SJ001/AI-Feynman

OSError: results_gen_sym.dat not found.

Opened this issue · 3 comments

I am trying the example using:
aifeynman.run_aifeynman("./example_data/", "example1.txt", 60, "14ops.txt", polyfit_deg=3, NN_epochs=500)

It runs and then fails with this error:

Checking for generalized symmetry...
identify_decompositions ./example_data/ example1.txt_train
Trying (0, 1)
(1.2643647381029814, (0, 1))
Trying (0, 2)
(3.397227321254669, (0, 2))
Trying (1, 2)
(3.3632891097948683, (1, 2))
mask [ True False True]
Trying to solve mysteries with brute force...
Trying to solve results/gradients_gen_sym_example1.txt_train
Traceback (most recent call last):
File "", line 1, in
File "/usr/local/lib/python3.9/site-packages/aifeynman/S_run_aifeynman.py", line 274, in run_aifeynman
PA = run_AI_all(pathdir,filename+"_train",BF_try_time,BF_ops_file_type, polyfit_deg, NN_epochs, PA=PA)
File "/usr/local/lib/python3.9/site-packages/aifeynman/S_run_aifeynman.py", line 156, in run_AI_all
bf_all_output = np.loadtxt("results_gen_sym.dat", dtype="str")
File "/usr/local/lib/python3.9/site-packages/numpy/lib/npyio.py", line 1067, in loadtxt
fh = np.lib._datasource.open(fname, 'rt', encoding=encoding)
File "/usr/local/lib/python3.9/site-packages/numpy/lib/_datasource.py", line 193, in open
return ds.open(path, mode, encoding=encoding, newline=newline)
File "/usr/local/lib/python3.9/site-packages/numpy/lib/_datasource.py", line 533, in open
raise IOError("%s not found." % path)
OSError: results_gen_sym.dat not found.

results_gen_sym.dat was to be generated by this file "feynman_sr_mdl5"
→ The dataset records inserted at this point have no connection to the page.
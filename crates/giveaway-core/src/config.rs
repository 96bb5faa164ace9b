//! Configuration management for the giveaway page.
//!
//! Loads configuration from ${GIVEAWAY_HOME}/config.toml with sensible defaults.

use std::fs;
use std::path::Path;
use std::time::Duration;

use anyhow::{Context, Result};
use serde::{Deserialize, Serialize};
use url::Url;

/// Environment variable that overrides `base_url`.
pub const BASE_URL_ENV: &str = "GIVEAWAY_BASE_URL";

/// Returns the default config template with comments.
fn default_config_template() -> &'static str {
    include_str!("../default_config.toml")
}

pub mod paths {
    //! Path resolution for giveaway configuration and data directories.
    //!
    //! GIVEAWAY_HOME resolution order:
    //! 1. GIVEAWAY_HOME environment variable (if set)
    //! 2. ~/.config/giveaway (default)
    //! 3. ./.giveaway when no home directory can be determined

    use std::path::PathBuf;

    /// Returns the giveaway home directory.
    pub fn giveaway_home() -> PathBuf {
        if let Ok(home) = std::env::var("GIVEAWAY_HOME") {
            return PathBuf::from(home);
        }

        dirs::home_dir().map_or_else(
            || PathBuf::from(".giveaway"),
            |h| h.join(".config").join("giveaway"),
        )
    }

    /// Returns the path to the config.toml file.
    pub fn config_path() -> PathBuf {
        giveaway_home().join("config.toml")
    }

    /// Returns the path to the session file written by `giveaway login`.
    pub fn session_path() -> PathBuf {
        giveaway_home().join("session.json")
    }

    /// Returns the directory that holds log files.
    pub fn logs_dir() -> PathBuf {
        giveaway_home().join("logs")
    }
}

/// Main configuration structure.
#[derive(Debug, Clone, Serialize, Deserialize)]
#[serde(default)]
pub struct Config {
    /// Base URL of the saphira service
    pub base_url: Option<String>,

    /// Title shown in the page header
    pub title: String,

    /// Pause before a draw request is sent, in milliseconds
    pub draw_delay_ms: u64,

    /// Timeout for saphira requests in seconds (0 disables)
    pub request_timeout_secs: u32,
}

impl Config {
    pub const DEFAULT_BASE_URL: &str = "http://localhost:3333";
    const DEFAULT_TITLE: &str = "CO SSI 2022 | Sorteio";
    const DEFAULT_DRAW_DELAY_MS: u64 = 2000;

    /// Loads configuration from the default config path.
    ///
    /// # Errors
    /// Returns an error if the file exists but cannot be read or parsed.
    pub fn load() -> Result<Self> {
        Self::load_from(&paths::config_path())
    }

    /// Loads configuration from a specific path.
    /// Returns defaults if file doesn't exist.
    ///
    /// # Errors
    /// Returns an error if the file exists but cannot be read or parsed.
    pub fn load_from(path: &Path) -> Result<Self> {
        if path.exists() {
            let contents = fs::read_to_string(path)
                .with_context(|| format!("Failed to read config from {}", path.display()))?;
            toml::from_str(&contents)
                .with_context(|| format!("Failed to parse config from {}", path.display()))
        } else {
            Ok(Config::default())
        }
    }

    /// Creates a default config file at the given path.
    ///
    /// # Errors
    /// Returns an error if the file already exists or cannot be written.
    pub fn init(path: &Path) -> Result<()> {
        if path.exists() {
            anyhow::bail!("Config file already exists at {}", path.display());
        }

        Self::write_config(path, default_config_template())
    }

    /// Pacing delay applied before each draw request.
    pub fn draw_delay(&self) -> Duration {
        Duration::from_millis(self.draw_delay_ms)
    }

    pub fn request_timeout(&self) -> Option<Duration> {
        if self.request_timeout_secs == 0 {
            None
        } else {
            Some(Duration::from_secs(u64::from(self.request_timeout_secs)))
        }
    }

    /// Returns the saphira base URL with precedence: env > config > default.
    ///
    /// # Errors
    /// Returns an error if the selected value is not a valid base URL.
    pub fn base_url(&self) -> Result<Url> {
        let env_value = std::env::var(BASE_URL_ENV).ok();
        resolve_base_url(env_value.as_deref(), self.base_url.as_deref())
    }

    fn write_config(path: &Path, content: &str) -> Result<()> {
        if let Some(parent) = path.parent() {
            fs::create_dir_all(parent)
                .with_context(|| format!("Failed to create directory {}", parent.display()))?;
        }

        let tmp_path = path.with_extension("toml.tmp");
        fs::write(&tmp_path, content)
            .with_context(|| format!("Failed to write config to {}", tmp_path.display()))?;
        fs::rename(&tmp_path, path).with_context(|| {
            format!(
                "Failed to rename {} to {}",
                tmp_path.display(),
                path.display()
            )
        })?;

        Ok(())
    }
}

impl Default for Config {
    fn default() -> Self {
        Self {
            base_url: None,
            title: Self::DEFAULT_TITLE.to_string(),
            draw_delay_ms: Self::DEFAULT_DRAW_DELAY_MS,
            request_timeout_secs: 0,
        }
    }
}

/// Picks the first non-blank candidate (env, then config) or the default.
fn resolve_base_url(env_value: Option<&str>, config_value: Option<&str>) -> Result<Url> {
    let chosen = [env_value, config_value]
        .into_iter()
        .flatten()
        .map(str::trim)
        .find(|value| !value.is_empty())
        .unwrap_or(Config::DEFAULT_BASE_URL);

    let url = Url::parse(chosen).with_context(|| format!("Invalid saphira base URL: {chosen}"))?;
    if url.cannot_be_a_base() {
        anyhow::bail!("Invalid saphira base URL: {chosen}");
    }
    Ok(url)
}
//! TUI runtime: owns the terminal, runs the event loop, executes effects.
//!
//! All side effects happen here. The reducer stays pure and returns
//! effects; handlers run on tokio and report back through the inbox.

mod handlers;
mod inbox;

use std::future::Future;
use std::io::Stdout;
use std::time::{Duration, Instant};

use anyhow::{Context, Result};
use crossterm::event;
use giveaway_core::saphira::SaphiraClient;
use inbox::{UiEventReceiver, UiEventSender};
use ratatui::Terminal;
use ratatui::backend::CrosstermBackend;
use tokio::sync::mpsc;

use crate::effects::UiEffect;
use crate::events::UiEvent;
use crate::state::AppState;
use crate::{render, terminal, update};

/// Tick interval while a request is in flight (spinner animation).
pub const FRAME_DURATION: Duration = Duration::from_millis(16);

/// Poll duration when idle.
pub const IDLE_POLL_DURATION: Duration = Duration::from_millis(100);

pub struct TuiRuntime {
    /// `None` only for the headless runtime used in tests.
    terminal: Option<Terminal<CrosstermBackend<Stdout>>>,
    pub state: AppState,
    client: SaphiraClient,
    inbox_tx: UiEventSender,
    inbox_rx: UiEventReceiver,
    last_tick: Instant,
}

impl TuiRuntime {
    /// Enters the alternate screen and prepares the runtime.
    ///
    /// Must be called from within a multi-threaded tokio runtime context:
    /// the event loop blocks the calling thread while handlers run on the
    /// runtime's worker threads.
    pub fn new(state: AppState, client: SaphiraClient) -> Result<Self> {
        terminal::install_panic_hook();
        let terminal = terminal::setup_terminal().context("Failed to setup terminal")?;
        Ok(Self::with_terminal(Some(terminal), state, client))
    }

    /// Runtime without a terminal. Effects still run; nothing is drawn.
    #[cfg(test)]
    fn headless(state: AppState, client: SaphiraClient) -> Self {
        Self::with_terminal(None, state, client)
    }

    fn with_terminal(
        terminal: Option<Terminal<CrosstermBackend<Stdout>>>,
        state: AppState,
        client: SaphiraClient,
    ) -> Self {
        let (inbox_tx, inbox_rx) = mpsc::unbounded_channel();
        Self {
            terminal,
            state,
            client,
            inbox_tx,
            inbox_rx,
            last_tick: Instant::now(),
        }
    }

    /// Mounts the page and runs until the user quits.
    pub fn run(&mut self) -> Result<()> {
        self.dispatch_event(UiEvent::Mount);
        self.event_loop()
    }

    fn event_loop(&mut self) -> Result<()> {
        let mut dirty = true;

        while !self.state.should_quit {
            if dirty && let Some(terminal) = self.terminal.as_mut() {
                terminal.draw(|frame| render::render(&self.state, frame))?;
            }

            let events = self.collect_events()?;
            dirty = !events.is_empty();
            for event in events {
                self.dispatch_event(event);
            }
        }

        Ok(())
    }

    /// Drains the inbox, then polls the terminal until input arrives or the
    /// next tick is due.
    fn collect_events(&mut self) -> Result<Vec<UiEvent>> {
        let mut events = Vec::new();

        let tick_interval = if self.state.tasks.is_any_running() {
            FRAME_DURATION
        } else {
            IDLE_POLL_DURATION
        };

        self.collect_inbox_events(&mut events);

        let poll_duration = if events.is_empty() {
            tick_interval.saturating_sub(self.last_tick.elapsed())
        } else {
            Duration::ZERO
        };

        if event::poll(poll_duration)? {
            events.push(UiEvent::Terminal(event::read()?));
            while event::poll(Duration::ZERO)? {
                events.push(UiEvent::Terminal(event::read()?));
            }
        }

        if self.last_tick.elapsed() >= tick_interval {
            events.push(UiEvent::Tick);
            self.last_tick = Instant::now();
        }

        Ok(events)
    }

    /// Drains every result handlers have sent so far.
    fn collect_inbox_events(&mut self, events: &mut Vec<UiEvent>) {
        while let Ok(ev) = self.inbox_rx.try_recv() {
            events.push(ev);
        }
    }

    fn dispatch_event(&mut self, event: UiEvent) {
        let effects = update::update(&mut self.state, event);
        for effect in effects {
            self.execute_effect(effect);
        }
    }

    /// Spawns a handler and routes its result event into the inbox. A send
    /// after the runtime is gone is dropped.
    fn spawn_effect<F, Fut>(&self, f: F)
    where
        F: FnOnce() -> Fut + Send + 'static,
        Fut: Future<Output = UiEvent> + Send + 'static,
    {
        let tx = self.inbox_tx.clone();
        tokio::spawn(async move {
            let _ = tx.send(f().await);
        });
    }

    fn execute_effect(&mut self, effect: UiEffect) {
        match effect {
            UiEffect::Quit => {
                self.state.should_quit = true;
            }
            UiEffect::LoadLectures { task } => {
                let client = self.client.clone();
                self.spawn_effect(move || handlers::load_lectures(client, task));
            }
            UiEffect::StartDraw {
                task,
                request,
                delay,
            } => {
                let client = self.client.clone();
                self.spawn_effect(move || handlers::draw(client, task, request, delay));
            }
        }
    }
}

impl Drop for TuiRuntime {
    fn drop(&mut self) {
        if self.terminal.is_some() {
            let _ = terminal::restore_terminal();
        }
    }
}

#[cfg(test)]
mod tests {
    use std::thread;

    use giveaway_core::auth::{Access, Session};
    use giveaway_core::saphira::{DrawRequest, SaphiraConfig};
    use serde_json::json;
    use url::Url;
    use wiremock::matchers::{header, method, path};
    use wiremock::{Mock, MockServer, ResponseTemplate};

    use super::*;
    use crate::features::draw::DrawResult;
    use crate::state::PageConfig;

    fn runtime_for(server: &MockServer) -> TuiRuntime {
        let access = Access::evaluate(Some(&Session::for_key("k")));
        let client = SaphiraClient::new(SaphiraConfig {
            base_url: Url::parse(&server.uri()).unwrap(),
            auth_key: access.key().cloned(),
            timeout: None,
        })
        .unwrap();
        let page = PageConfig {
            title: "Sorteio".to_string(),
            draw_delay: Duration::ZERO,
        };
        TuiRuntime::headless(AppState::new(page, access), client)
    }

    /// Blocks the calling thread the way the event loop does, polling the
    /// inbox until `count` events arrived.
    fn wait_for_inbox(runtime: &mut TuiRuntime, count: usize) -> Vec<UiEvent> {
        let deadline = Instant::now() + Duration::from_secs(5);
        let mut events = Vec::new();
        while events.len() < count && Instant::now() < deadline {
            runtime.collect_inbox_events(&mut events);
            thread::sleep(Duration::from_millis(10));
        }
        events
    }

    #[tokio::test(flavor = "multi_thread", worker_threads = 2)]
    async fn test_draw_effect_reaches_inbox_and_updates_state() {
        let server = MockServer::start().await;
        Mock::given(method("GET"))
            .and(path("/lectures"))
            .and(header("authorization", "Bearer k"))
            .respond_with(ResponseTemplate::new(200).set_body_json(json!([])))
            .expect(1)
            .mount(&server)
            .await;
        Mock::given(method("GET"))
            .and(path("/giveaway/7"))
            .respond_with(ResponseTemplate::new(200).set_body_json(json!({"nome": "Maria"})))
            .expect(1)
            .mount(&server)
            .await;

        let mut runtime = runtime_for(&server);
        runtime.dispatch_event(UiEvent::Mount);
        for event in wait_for_inbox(&mut runtime, 1) {
            runtime.dispatch_event(event);
        }
        assert!(!runtime.state.tasks.lecture_list.is_running());

        let task = runtime.state.task_seq.next_id();
        runtime.state.tasks.draw.start(task);
        runtime.execute_effect(UiEffect::StartDraw {
            task,
            request: DrawRequest::new("7", false).unwrap(),
            delay: Duration::ZERO,
        });

        let events = wait_for_inbox(&mut runtime, 1);
        assert!(matches!(
            events.as_slice(),
            [UiEvent::DrawCompleted { result: Ok(name), .. }] if name == "Maria"
        ));
        for event in events {
            runtime.dispatch_event(event);
        }
        assert_eq!(
            runtime.state.draw.result,
            DrawResult::Winner("Maria".to_string())
        );
        assert!(!runtime.state.is_loading());
    }

    #[tokio::test(flavor = "multi_thread", worker_threads = 2)]
    async fn test_quit_effect_stops_loop() {
        let server = MockServer::start().await;
        let mut runtime = runtime_for(&server);
        runtime.execute_effect(UiEffect::Quit);
        assert!(runtime.state.should_quit);
    }
}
I suggest checking if the file is executable, or try using print statement here to check if the above mentioned code is running

Apparently if you want to use AI Feynman 2.0, it's better to use a historical version of this repo, according to this article

I am getting the same error.
@kvyaswanth This returns a [Errno 2] No such file or directory: 'feynman_sr_mdl5'
@toontran I tried to use dcshapiro's fork, but it returns another error upon executing the example.py
Is there any commit hash that actually works?